One Reply to “4.11.2014 Journal Prompt”

  1. Used to be I’d fall asleep on trains and buses and in cars. It must have been the rocking motion or the rolling noise of engines. I remember my mam and she boasted I could sleep on the sharp edge of a knife and everyone made soft faces and thought me cute. But that was when I was small enough I could fit into a shopping bag.

    Under tables or in cupboards, sometimes, and that was cute too, except when I started school mam and da began to worry. Once they found me curled up in the laundry basket with the clothes that needed ironing and they took a picture of that and put it in a frame.

    ‘He’ll sleep through the Day of Judgement,’ Aunt Alice said, and she was not being kind for she was a busy body, mam said, and always doing. And Aunt Alice made a noise with her mouth, her lips pursed like a kiss, and blowing air – the noise of a horse sighing and impatient, and I half expected her to stamp her foot and shake her head and her hair flying.

    The doctors took some blood and they said it was for testing. In case I was anemic, they said. They used a needle to pull it out and it stung like a wasp.
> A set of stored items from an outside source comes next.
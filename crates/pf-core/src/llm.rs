//! Generation, advisory and model catalog collaborator traits

use async_trait::async_trait;
use chrono::{DateTime, Utc};
use serde::{Deserialize, Serialize};

use crate::analysis::Suggestion;
use crate::spec::PromptSpec;
use crate::{Error, Result};

/// Sampling parameters sent with each generation request
#[derive(Debug, Clone, PartialEq, Serialize, Deserialize)]
pub struct GenerationConfig {
    /// Opaque model identifier, passed through untouched. `None` lets the
    /// service pick its default model.
    pub model_id: Option<String>,
    pub temperature: f32,
    pub top_k: u32,
    pub top_p: f32,
    pub max_output_tokens: u32,
}

impl Default for GenerationConfig {
    fn default() -> Self {
        Self {
            model_id: None,
            temperature: 0.7,
            top_k: 40,
            top_p: 0.95,
            max_output_tokens: 512,
        }
    }
}

impl GenerationConfig {
    /// Parameters suited to a spec's mode and length
    pub fn for_spec(spec: &PromptSpec) -> Self {
        Self {
            temperature: spec.mode.temperature(),
            max_output_tokens: spec.length.max_output_tokens(),
            ..Default::default()
        }
    }

    pub fn with_model(mut self, model_id: Option<String>) -> Self {
        self.model_id = model_id;
        self
    }
}

#[derive(Debug, Clone, Copy, PartialEq, Eq, Hash, Serialize, Deserialize)]
#[serde(rename_all = "SCREAMING_SNAKE_CASE")]
pub enum HarmCategory {
    HarmCategoryHarassment,
    HarmCategoryHateSpeech,
    HarmCategorySexuallyExplicit,
    HarmCategoryDangerousContent,
}

#[derive(Debug, Clone, Copy, PartialEq, Eq, Hash, Serialize, Deserialize)]
#[serde(rename_all = "SCREAMING_SNAKE_CASE")]
pub enum SafetyThreshold {
    BlockNone,
    BlockOnlyHigh,
    BlockMediumAndAbove,
    BlockLowAndAbove,
}

#[derive(Debug, Clone, Copy, PartialEq, Eq, Serialize, Deserialize)]
pub struct SafetySetting {
    pub category: HarmCategory,
    pub threshold: SafetyThreshold,
}

/// Default thresholds: every category blocked at medium and above
pub fn default_safety_settings() -> Vec<SafetySetting> {
    [
        HarmCategory::HarmCategoryHarassment,
        HarmCategory::HarmCategoryHateSpeech,
        HarmCategory::HarmCategorySexuallyExplicit,
        HarmCategory::HarmCategoryDangerousContent,
    ]
    .into_iter()
    .map(|category| SafetySetting {
        category,
        threshold: SafetyThreshold::BlockMediumAndAbove,
    })
    .collect()
}

/// A single call to the generation service
#[derive(Debug, Clone, PartialEq, Serialize, Deserialize)]
pub struct GenerationRequest {
    pub system_instruction: Option<String>,
    pub user_instruction: String,
    pub config: GenerationConfig,
    pub safety: Vec<SafetySetting>,
}

impl GenerationRequest {
    pub fn new(user_instruction: impl Into<String>, config: GenerationConfig) -> Self {
        Self {
            system_instruction: None,
            user_instruction: user_instruction.into(),
            config,
            safety: default_safety_settings(),
        }
    }

    pub fn with_system(mut self, system_instruction: impl Into<String>) -> Self {
        self.system_instruction = Some(system_instruction.into());
        self
    }
}

/// Which instruction layout an attempt used
#[derive(Debug, Clone, Copy, PartialEq, Eq, Hash, Serialize, Deserialize)]
#[serde(rename_all = "snake_case")]
pub enum InstructionVariant {
    /// Separate system and user instructions
    Structured,
    /// One forceful instruction, no system/user split
    Consolidated,
}

/// Record of one call to the generation service
#[derive(Debug, Clone, PartialEq, Eq, Serialize, Deserialize)]
pub struct GenerationAttempt {
    /// 1 or 2
    pub ordinal: u8,
    pub variant: InstructionVariant,
    pub output_text: String,
    pub accepted: bool,
    /// Why the attempt was rejected
    #[serde(default, skip_serializing_if = "Option::is_none")]
    pub rejection: Option<String>,
}

/// Final result of a generation or refinement request
#[derive(Debug, Clone, PartialEq, Serialize, Deserialize)]
pub struct GenerationOutcome {
    /// Never empty
    pub text: String,
    pub used_fallback: bool,
    #[serde(default, skip_serializing_if = "Option::is_none")]
    pub diagnostics: Option<String>,
    pub attempts: Vec<GenerationAttempt>,
    pub generated_at: DateTime<Utc>,
}

/// Trait for text generation services (e.g., Gemini)
///
/// Implementations may fail or report safety-withheld content through
/// [`Error::SafetyBlocked`]. Callers treat every error as a rejected attempt.
#[async_trait]
pub trait GenerationService: Send + Sync {
    /// Generate text for a request
    async fn generate(&self, request: &GenerationRequest) -> Result<String>;

    /// Model used when the request does not name one
    fn model_id(&self) -> &str;
}

/// Optional collaborator that proposes suggestions for a spec
#[async_trait]
pub trait AdvisoryService: Send + Sync {
    async fn suggest(&self, spec: &PromptSpec) -> Result<Vec<Suggestion>>;
}

/// Model identifiers and limits, for display only
#[derive(Debug, Clone, PartialEq, Eq, Serialize, Deserialize)]
pub struct ModelInfo {
    pub id: String,
    pub display_name: String,
    pub input_token_limit: Option<u32>,
    pub output_token_limit: Option<u32>,
}

#[async_trait]
pub trait ModelCatalog: Send + Sync {
    async fn list_models(&self) -> Result<Vec<ModelInfo>>;
}

/// Stand-in used when no generation backend is configured.
///
/// Every call fails, so the engine answers from its local fallback.
#[derive(Debug, Clone, Default)]
pub struct UnavailableService;

#[async_trait]
impl GenerationService for UnavailableService {
    async fn generate(&self, _request: &GenerationRequest) -> Result<String> {
        Err(Error::Configuration("no generation service configured".to_string()))
    }

    fn model_id(&self) -> &str {
        "offline"
    }
}

#[async_trait]
impl AdvisoryService for UnavailableService {
    async fn suggest(&self, _spec: &PromptSpec) -> Result<Vec<Suggestion>> {
        Err(Error::Configuration("no advisory service configured".to_string()))
    }
}

#[async_trait]
impl ModelCatalog for UnavailableService {
    async fn list_models(&self) -> Result<Vec<ModelInfo>> {
        Ok(Vec::new())
    }
}

#[cfg(test)]
mod tests {
    use super::*;
    use crate::spec::{Length, Mode};

    #[test]
    fn test_config_for_spec() {
        let spec = PromptSpec::new("api rest", Mode::Coding).with_length(Length::Long);
        let config = GenerationConfig::for_spec(&spec);
        assert_eq!(config.temperature, 0.3);
        assert_eq!(config.max_output_tokens, 1024);
        assert_eq!(config.top_k, 40);
        assert_eq!(config.model_id, None);
    }

    #[test]
    fn test_default_safety_settings() {
        let settings = default_safety_settings();
        assert_eq!(settings.len(), 4);
        assert!(settings
            .iter()
            .all(|s| s.threshold == SafetyThreshold::BlockMediumAndAbove));
        assert_eq!(
            serde_json::to_value(settings[0]).unwrap(),
            serde_json::json!({"category": "HARM_CATEGORY_HARASSMENT", "threshold": "BLOCK_MEDIUM_AND_ABOVE"})
        );
    }

    #[tokio::test]
    async fn test_unavailable_service_offline_behaviour() {
        let service = UnavailableService;
        let request = GenerationRequest::new("olá", GenerationConfig::default());
        assert!(matches!(
            service.generate(&request).await,
            Err(Error::Configuration(_))
        ));
        assert!(service
            .suggest(&PromptSpec::new("x", Mode::Explain))
            .await
            .is_err());
        assert!(service.list_models().await.unwrap().is_empty());
    }
}
//! Engine configuration

use serde::{Deserialize, Serialize};
use std::env;
use std::str::FromStr;
use std::time::Duration;

use crate::{Error, Result};

/// Tunables for the orchestrator and the suggestion aggregator
#[derive(Debug, Clone, PartialEq, Serialize, Deserialize)]
pub struct EngineConfig {
    /// Shortest generated text accepted from the generation service
    pub min_viable_length: usize,
    /// Bound on each generation call
    pub attempt_timeout: Duration,
    /// Bound on the advisory call
    pub advisory_timeout: Duration,
    /// Keywords must be longer than this before the advisory service is asked
    pub advisory_min_keywords: usize,
    pub max_suggestions: usize,
    /// Opaque model id forwarded to the generation service
    pub model_id: Option<String>,
}

impl Default for EngineConfig {
    fn default() -> Self {
        Self {
            min_viable_length: 20,
            attempt_timeout: Duration::from_secs(30),
            advisory_timeout: Duration::from_secs(8),
            advisory_min_keywords: 10,
            max_suggestions: 6,
            model_id: None,
        }
    }
}

impl EngineConfig {
    /// Create configuration from environment variables, falling back to
    /// defaults for anything unset
    pub fn from_env() -> Result<Self> {
        dotenvy::dotenv().ok();

        let defaults = Self::default();
        Ok(Self {
            min_viable_length: parse_var("PF_MIN_VIABLE_LENGTH")?
                .unwrap_or(defaults.min_viable_length),
            attempt_timeout: parse_var("PF_ATTEMPT_TIMEOUT_SECS")?
                .map(Duration::from_secs)
                .unwrap_or(defaults.attempt_timeout),
            advisory_timeout: parse_var("PF_ADVISORY_TIMEOUT_SECS")?
                .map(Duration::from_secs)
                .unwrap_or(defaults.advisory_timeout),
            advisory_min_keywords: parse_var("PF_ADVISORY_MIN_KEYWORDS")?
                .unwrap_or(defaults.advisory_min_keywords),
            max_suggestions: parse_var("PF_MAX_SUGGESTIONS")?.unwrap_or(defaults.max_suggestions),
            model_id: env::var("PF_MODEL").ok().filter(|m| !m.trim().is_empty()),
        })
    }

    pub fn with_model(mut self, model_id: impl Into<String>) -> Self {
        self.model_id = Some(model_id.into());
        self
    }
}

fn parse_var<T: FromStr>(name: &str) -> Result<Option<T>> {
    match env::var(name) {
        Ok(raw) => parse_value(name, &raw).map(Some),
        Err(_) => Ok(None),
    }
}

fn parse_value<T: FromStr>(name: &str, raw: &str) -> Result<T> {
    raw.trim()
        .parse()
        .map_err(|_| Error::Configuration(format!("{} has an invalid value: '{}'", name, raw)))
}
Mam nodded her head when he said testing and she looked for more in what he said. ‘Nothing to worry about,’ the doctor reassured. ‘He looks chipper enough right now.’ But then I fell asleep on the bus home and I slept right till it was our stop and mam had to shake me to wake me.

    ‘There’s a sickness you can get from a fly in Africa and if you are bitten then you sleep for a hundred years, like Rip Van Winkle.’ That’s what my granda told me. He’s as old as hundred I reckon and he must be wise. ‘It’s a testy fly,’ he said. Our mam bought a brown twist of sticky flypaper to hang up in the house just in case.

    I fell asleep on the toilet once, and dad thought I was reading a mucky book and he climbed up the drainpipe and in through the window to find out different. He had mucky books in a box under his bed, but I would never fall asleep reading one of those and it’s not really reading when it’s mostly pictures.

    The blood tests came back fine and the doctor said I was a growing boy and it was probably just that. Mam mentioned granda’s testy fly, but the doctor laughed and he said maybe I’d pricked my finger on a spindle like sleeping beauty. Mam didn’t know what a spindle was and nor did granda and so I thought the doctor had just made that up.

    Then one day a girl called Elsie came to stay. She was a second cousin or something twice removed. Her mam was in the hospital and making a sister for Elsie, and her da was away for a spell. So Elsie stayed with is. And she was ages with me and she smelled of flowers and her hair was pretty in ribbons. She settled in a chair in the front room and slept though it was the afternoon.

    Mam said, ‘Bless,’ and she covered Elsie with a blanket to keep her warm. She’d never done that for me. I sat in the chair opposite and pretended to read when in truth I watched Elsie unfolding into sleep. It was the prettiest thing ever and it made me feel a little funny inside and I afterwards could not eat my dinner. Granda said there was something in the air and he said it was love and he said if it wasn’t love then it was the measles or chickenpox.

    Granda swore when it turned out it was the measles and he blamed the Germans for that, just like he blamed them for most things that went wrong in his world. And Elsie couldn’t go home to her mam or see her sister until we were all better and that was weeks or months. And after that I was cured of the sleeping sickness and Aunt Alice said it was a miracle and she said that God works in mysterious ways his wonders to perform. But our mam doesn’t believe in God and neither does our da.